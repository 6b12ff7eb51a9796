//! Request payloads and filters
//!
//! Serialized with the API's wire names; absent options are left out of the
//! body entirely.

use crate::types::JsonObject;
use serde::{Deserialize, Serialize};

/// Filters for `get-documents`
#[derive(Debug, Clone, Default, PartialEq, Serialize, Deserialize)]
pub struct GetDocumentsFilters {
    #[serde(
        rename = "workspaceId",
        alias = "workspace_id",
        skip_serializing_if = "Option::is_none",
        default
    )]
    pub workspace_id: Option<String>,

    #[serde(skip_serializing_if = "Option::is_none", default)]
    pub cursor: Option<String>,

    #[serde(skip_serializing_if = "Option::is_none", default)]
    pub limit: Option<u32>,

    /// Passed through verbatim
    #[serde(flatten)]
    pub extra: JsonObject,
}

impl GetDocumentsFilters {
    pub fn new() -> Self {
        Self::default()
    }

    #[must_use]
    pub fn workspace_id(mut self, id: impl Into<String>) -> Self {
        self.workspace_id = Some(id.into());
        self
    }

    #[must_use]
    pub fn limit(mut self, limit: u32) -> Self {
        self.limit = Some(limit);
        self
    }

    #[must_use]
    pub fn cursor(mut self, cursor: impl Into<String>) -> Self {
        self.cursor = Some(cursor.into());
        self
    }
}

/// `get-documents` filters with shared folder options
#[derive(Debug, Clone, Default, PartialEq, Serialize, Deserialize)]
pub struct EnhancedGetDocumentsFilters {
    #[serde(flatten)]
    pub base: GetDocumentsFilters,

    #[serde(skip_serializing_if = "Option::is_none", default)]
    pub include_last_viewed_panel: Option<bool>,

    #[serde(skip_serializing_if = "Option::is_none", default)]
    pub include_shared: Option<bool>,

    #[serde(skip_serializing_if = "Option::is_none", default)]
    pub include_folders: Option<bool>,

    #[serde(skip_serializing_if = "Option::is_none", default)]
    pub expand_folders: Option<bool>,

    #[serde(skip_serializing_if = "Option::is_none", default)]
    pub show_organization: Option<bool>,

    #[serde(skip_serializing_if = "Option::is_none", default)]
    pub document_ids: Option<Vec<String>>,
}

impl EnhancedGetDocumentsFilters {
    /// Fetch the given documents with their notes and folder context
    pub fn for_documents(document_ids: Vec<String>) -> Self {
        Self {
            include_last_viewed_panel: Some(true),
            include_shared: Some(true),
            include_folders: Some(true),
            expand_folders: Some(true),
            show_organization: Some(true),
            document_ids: Some(document_ids),
            ..Self::default()
        }
    }
}

/// Body of `update-document`
#[derive(Debug, Clone, PartialEq, Serialize, Deserialize)]
pub struct UpdateDocumentPayload {
    #[serde(rename = "documentId", alias = "document_id")]
    pub document_id: String,

    #[serde(skip_serializing_if = "Option::is_none", default)]
    pub title: Option<String>,

    /// ProseMirror document
    #[serde(skip_serializing_if = "Option::is_none", default)]
    pub notes: Option<JsonObject>,

    #[serde(skip_serializing_if = "Option::is_none", default)]
    pub overview: Option<String>,

    #[serde(
        rename = "notesPlain",
        alias = "notes_plain",
        skip_serializing_if = "Option::is_none",
        default
    )]
    pub notes_plain: Option<String>,

    #[serde(
        rename = "notesMarkdown",
        alias = "notes_markdown",
        skip_serializing_if = "Option::is_none",
        default
    )]
    pub notes_markdown: Option<String>,

    #[serde(flatten)]
    pub extra: JsonObject,
}

impl UpdateDocumentPayload {
    pub fn new(document_id: impl Into<String>) -> Self {
        Self {
            document_id: document_id.into(),
            title: None,
            notes: None,
            overview: None,
            notes_plain: None,
            notes_markdown: None,
            extra: JsonObject::new(),
        }
    }

    #[must_use]
    pub fn title(mut self, title: impl Into<String>) -> Self {
        self.title = Some(title.into());
        self
    }

    #[must_use]
    pub fn overview(mut self, overview: impl Into<String>) -> Self {
        self.overview = Some(overview.into());
        self
    }

    #[must_use]
    pub fn notes_markdown(mut self, markdown: impl Into<String>) -> Self {
        self.notes_markdown = Some(markdown.into());
        self
    }
}

/// Body of `update-document-panel`
#[derive(Debug, Clone, PartialEq, Serialize, Deserialize)]
pub struct UpdateDocumentPanelPayload {
    #[serde(rename = "documentId", alias = "document_id")]
    pub document_id: String,
    #[serde(rename = "panelId", alias = "panel_id")]
    pub panel_id: String,
    pub content: JsonObject,
}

Problem requirements. Find the line that contains "self.overview = Some(overview.into());" in the listing above. Retype it and every line after it up to the last, exactly, and nothing else.

Written response.
        self.overview = Some(overview.into());
        self
    }

    #[must_use]
    pub fn notes_markdown(mut self, markdown: impl Into<String>) -> Self {
        self.notes_markdown = Some(markdown.into());
        self
    }
}

/// Body of `update-document-panel`
#[derive(Debug, Clone, PartialEq, Serialize, Deserialize)]
pub struct UpdateDocumentPanelPayload {
    #[serde(rename = "documentId", alias = "document_id")]
    pub document_id: String,
    #[serde(rename = "panelId", alias = "panel_id")]
    pub panel_id: String,
    pub content: JsonObject,
}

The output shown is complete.